To effectively support deep learning at LinkedIn, we need to first address the data processing issues. Most of the datasets used by our ML algorithms (e.g., LinkedIn large scale personalization engine Photon-ML) are in Avro format. Each record in an Avro dataset is essentially a sparse vector, and can be easily consumed by most of the modern classifiers. However, the format cannot be directly used by TensorFlow -- the leading deep learning package. The main blocker is that the sparse vector is not in the same format as Tensor.
Many companies have vast amount of ML data in similar sparse vector format, and Tensor format is still relatively new to many companies. Avro2TF bridges this gap by providing scalable Spark based transformation and extension mechanism to efficiently convert the data into TF records that can be readily consumed by TensorFlow. With this technology, engineers can improve their productivity by focusing on model building rather than data processing.

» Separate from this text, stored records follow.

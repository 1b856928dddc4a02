//! Build form: field values, file selections and the validation gate

pub mod state;
pub mod validate;

pub use state::{BuildRequest, FormState, Upload};
pub use validate::{validate, ValidationError};
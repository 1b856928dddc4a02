//! Log stream tests against the fake build service

use std::time::Duration;

use axum::http::StatusCode;
use serde_json::json;

use buildrun::workers::log_stream::{LogStream, Options};

use crate::common::{FakeBuildService, Reply};

async fn next(stream: &mut LogStream) -> Option<String> {
    tokio::time::timeout(Duration::from_secs(5), stream.next_line())
        .await
        .expect("timed out waiting for a log line")
}

#[tokio::test]
async fn test_lines_arrive_in_order() {
    let service = FakeBuildService::start(
        Reply::json(StatusCode::OK, json!({"urls": []})),
        &["Step 1/2 : FROM alpine", "Heartbeat", "Step 2/2 : CMD sh"],
    )
    .await;

    let mut stream = LogStream::open(
        Options::default(),
        reqwest::Client::new(),
        format!("{}/logs", service.base_url),
    );

    assert_eq!(next(&mut stream).await.as_deref(), Some("Step 1/2 : FROM alpine"));
    assert_eq!(next(&mut stream).await.as_deref(), Some("Heartbeat"));
    assert_eq!(next(&mut stream).await.as_deref(), Some("Step 2/2 : CMD sh"));

    stream.close().await;
    assert!(stream.is_closed());
    assert_eq!(stream.next_line().await, None);

    // second close is a no-op
    stream.close().await;
}

#[tokio::test]
async fn test_unreachable_stream_keeps_retrying_until_closed() {
    let listener = tokio::net::TcpListener::bind("127.0.0.1:0").await.unwrap();
    let addr = listener.local_addr().unwrap();
    drop(listener);

    let mut stream = LogStream::open(
        Options::default(),
        reqwest::Client::new(),
        format!("http://{}/api/v1/logs", addr),
    );

    let pending = tokio::time::timeout(Duration::from_millis(200), stream.next_line()).await;
    assert!(pending.is_err());

    tokio::time::timeout(Duration::from_secs(5), stream.close())
        .await
        .unwrap();
}
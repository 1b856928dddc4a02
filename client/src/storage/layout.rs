//! Storage layout configuration

use std::path::PathBuf;

use crate::filesys::file::File;

/// Environment variable overriding the base directory
pub const HOME_ENV: &str = "BUILDRUN_HOME";

/// On-disk layout of the client's settings and logs
#[derive(Debug, Clone)]
pub struct StorageLayout {
    /// Base directory for all storage
    pub base_dir: PathBuf,
}

impl StorageLayout {
    /// Create a new storage layout
    pub fn new(base_dir: impl Into<PathBuf>) -> Self {
        Self {
            base_dir: base_dir.into(),
        }
    }

    /// Get the settings file path
    pub fn settings_file(&self) -> File {
        File::new(self.base_dir.join("settings.json"))
    }

    /// Get the logs directory
    pub fn logs_dir(&self) -> PathBuf {
        self.base_dir.join("logs")
    }
}

impl Default for StorageLayout {
    fn default() -> Self {
        let base_dir = std::env::var_os(HOME_ENV)
            .map(PathBuf::from)
            .unwrap_or_else(|| {
                dirs::home_dir()
                    .unwrap_or_else(|| PathBuf::from("."))
                    .join(".buildrun")
            });

        Self::new(base_dir)
    }
}
//! Result rendering
//!
//! [`view::render`] is a pure projection of a session snapshot; the terminal
//! printer turns the projection into coloured output.

pub mod highlight;
pub mod markup;
pub mod terminal;
pub mod view;

pub use view::{export_logs, render, View};
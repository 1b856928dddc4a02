pub mod client;
pub mod sse;
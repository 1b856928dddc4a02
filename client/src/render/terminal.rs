//! Terminal printer for rendered views

use std::io::{self, Write};

use colored::{ColoredString, Colorize};

use crate::render::highlight::{highlight_code, Rgb, Token};
use crate::render::markup::{Block, Span};
use crate::render::view::{ErrorRegion, LogRegion, SuccessRegion, View};

/// How the log region is printed
#[derive(Debug, Clone, Copy, PartialEq, Eq, Default)]
pub enum LogDisplay {
    /// Every buffered line
    Full,
    /// A line count only; used when lines were already followed live
    #[default]
    Summary,
}

/// Print a whole view; regions appear in success, logs, error order
pub fn write_view<W: Write>(out: &mut W, view: &View, logs: LogDisplay) -> io::Result<()> {
    if let Some(success) = &view.success {
        write_success(out, success)?;
    }
    if let Some(region) = &view.logs {
        write_logs(out, region, logs)?;
    }
    if let Some(error) = &view.error {
        write_error(out, error)?;
    }
    Ok(())
}

/// Print a single streamed build log line
pub fn write_log_line<W: Write>(out: &mut W, line: &str) -> io::Result<()> {
    writeln!(out, "{} {}", "│".dimmed(), line)
}

fn write_success<W: Write>(out: &mut W, region: &SuccessRegion) -> io::Result<()> {
    writeln!(out, "{}", region.heading.green().bold())?;
    writeln!(out, "{}", region.message)?;
    for link in &region.links {
        writeln!(out, "  {}: {}", link.label.bold(), link.url.cyan().underline())?;
    }
    writeln!(out)
}

fn write_logs<W: Write>(out: &mut W, region: &LogRegion, display: LogDisplay) -> io::Result<()> {
    writeln!(out, "{}", "Build Logs".bold())?;
    match display {
        LogDisplay::Full => {
            for line in &region.lines {
                write_log_line(out, line)?;
            }
        }
        LogDisplay::Summary => {
            let count = region.lines.len();
            let noun = if count == 1 { "line" } else { "lines" };
            writeln!(out, "  {} {}", count, noun.dimmed())?;
        }
    }
    writeln!(out)
}

fn write_error<W: Write>(out: &mut W, region: &ErrorRegion) -> io::Result<()> {
    writeln!(out, "{} {}", "Error:".red().bold(), region.message.red())?;

    let label = format!("[{}]", region.action.label);
    let label = match (&region.solution, region.action.enabled) {
        (_, false) => label.dimmed(),
        (None, true) => format!("{} (rerun with --solve)", label).normal(),
        (Some(_), true) => label.normal(),
    };
    writeln!(out, "{}", label)?;

    if let Some(blocks) = &region.solution {
        writeln!(out)?;
        writeln!(out, "{}", "Suggested solution".yellow().bold())?;
        for block in blocks {
            write_block(out, block)?;
        }
    }
    Ok(())
}

fn write_block<W: Write>(out: &mut W, block: &Block) -> io::Result<()> {
    match block {
        Block::Heading { spans, .. } => {
            writeln!(out, "{}", paint_spans(spans).yellow().bold())?;
        }
        Block::Paragraph(spans) => {
            for line in paint_spans(spans).lines() {
                writeln!(out, "{}", line)?;
            }
        }
        Block::ListItem {
            depth,
            number,
            spans,
        } => {
            let marker = match number {
                Some(n) => format!("{}.", n),
                None => "•".to_string(),
            };
            writeln!(
                out,
                "{}{} {}",
                "  ".repeat(*depth),
                marker.bold(),
                paint_spans(spans)
            )?;
        }
        Block::Code { language, code } => {
            let tag = language.as_deref().unwrap_or("code");
            writeln!(out, "  {}", format!("┌─ {}", tag).dimmed())?;
            for line in highlight_code(code, language.as_deref()) {
                let rendered: String = line.iter().map(|token| paint_token(token).to_string()).collect();
                writeln!(out, "  {} {}", "│".dimmed(), rendered)?;
            }
            writeln!(out, "  {}", "└─".dimmed())?;
        }
        Block::Rule => {
            writeln!(out, "{}", "─".repeat(40).dimmed())?;
        }
    }
    Ok(())
}

fn paint_spans(spans: &[Span]) -> String {
    spans
        .iter()
        .map(|span| match span {
            Span::Plain(s) => s.normal().to_string(),
            Span::Strong(s) => s.bold().to_string(),
            Span::Emphasis(s) => s.italic().to_string(),
            Span::Code(s) => s.cyan().to_string(),
        })
        .collect()
}

fn paint_token(token: &Token) -> ColoredString {
    let painted = match token.color {
        Some(Rgb(r, g, b)) => token.text.truecolor(r, g, b),
        None => token.text.normal(),
    };
    if token.bold {
        painted.bold()
    } else {
        painted
    }
}
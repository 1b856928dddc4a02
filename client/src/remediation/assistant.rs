//! Remediation assistant

use std::sync::Arc;

use tracing::{error, info};

use super::CompletionProvider;

/// Stored in place of a suggestion when the provider fails
pub const FALLBACK_SOLUTION: &str = "Failed to generate a solution. Please try again.";

/// Build the remediation prompt from the error and the full build log
pub fn build_prompt(error: &str, logs: &[String]) -> String {
    format!(
        "Given the following error and build logs, suggest a solution:\n\
         \n\
         Error: {error}\n\
         \n\
         Build Logs:\n\
         {logs}\n\
         \n\
         Provide a step-by-step solution to resolve this issue. Use markdown formatting for \
         better readability, including code blocks where appropriate:",
        logs = logs.join("\n"),
    )
}

/// Turns a failed build into a suggested fix
pub struct RemediationAssistant {
    provider: Arc<dyn CompletionProvider>,
}

impl RemediationAssistant {
    pub fn new(provider: Arc<dyn CompletionProvider>) -> Self {
        Self { provider }
    }

    /// Suggest a fix; provider failures yield [`FALLBACK_SOLUTION`]
    pub async fn generate_solution(&self, error: &str, logs: &[String]) -> String {
        info!(
            "Requesting solution from {} ({}) with {} log lines",
            self.provider.name(),
            self.provider.model(),
            logs.len()
        );

        let prompt = build_prompt(error, logs);
        match self.provider.complete(&prompt).await {
            Ok(text) => text,
            Err(e) => {
                error!("Error generating solution: {}", e);
                FALLBACK_SOLUTION.to_string()
            }
        }
    }
}
//! Client-side accounting model for a cluster resource manager.
//! This crate derives account hierarchy, quota, usage, and fair-share
//! views from flat records fetched through the accounting-service seam.

pub mod db;
pub mod hierarchy;
pub mod logging;
pub mod model;
pub mod remote;
pub mod repo;
pub mod service;
pub mod snapshot;

pub use hierarchy::aggregate::{
    annotate_quota, annotate_usage, annotate_user_counts, group_by_account,
};
pub use hierarchy::fair_share::{
    project_fair_share, project_fair_share_with, total_shares, FairShareNode, FairShareTree,
    ShareConfig,
};
pub use hierarchy::resolver::{
    build_hierarchy, collect_descendants, resolve_parent_chain, resolve_parent_chain_detailed,
    ChainTermination, HierarchyError, HierarchyNode, HierarchyResult, ParentChain,
};
pub use logging::{default_log_level, init_logging, logging_status};
pub use model::account::{AccountRecord, AccountValidationError, DELETED_FLAG};
pub use model::association::AssociationRecord;
pub use model::tres::{validate_tres, AccountQuota, AccountUsage, TresMap};
pub use remote::service_registry::{ServiceRegistry, ServiceRegistryError};
pub use remote::service_spi::{
    AccountingService, AssociationFilter, ServiceError, ServiceResult,
};
pub use remote::static_service::StaticAccountingService;
pub use repo::snapshot_repo::{CacheRepoError, SnapshotMeta, SqliteSnapshotRepository};
pub use service::account_service::{
    AccessCheck, AccountService, AccountServiceError, AccountServiceResult, ListAccountsQuery,
};
pub use snapshot::{AccountSnapshot, SnapshotError};

/// Returns the core crate version.
pub fn core_version() -> &'static str {
    env!("CARGO_PKG_VERSION")
}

In this talk, we will go over the data processing issues common to many machine learning pipelines, and how we solve the problems, then deep dive into the open sourced tool, Avro2TF. How it works, its tech architecture and usage.
Call Girls in Nagpur Suman Call 7001035870 Meet With Nagpur Escorts
Avro2 tf: a data processing engine for tensorflow
1. Avro2TF: A Data Processing
Engine for TensorFlow
Xuhong Zhang, Wensheng Sun, Chenya Zhang, Yiming Ma
AI Computing Foundation Team
2. Tensor Data Preparation: Avro2TF
- A data preprocessing component under TensorFlowIn.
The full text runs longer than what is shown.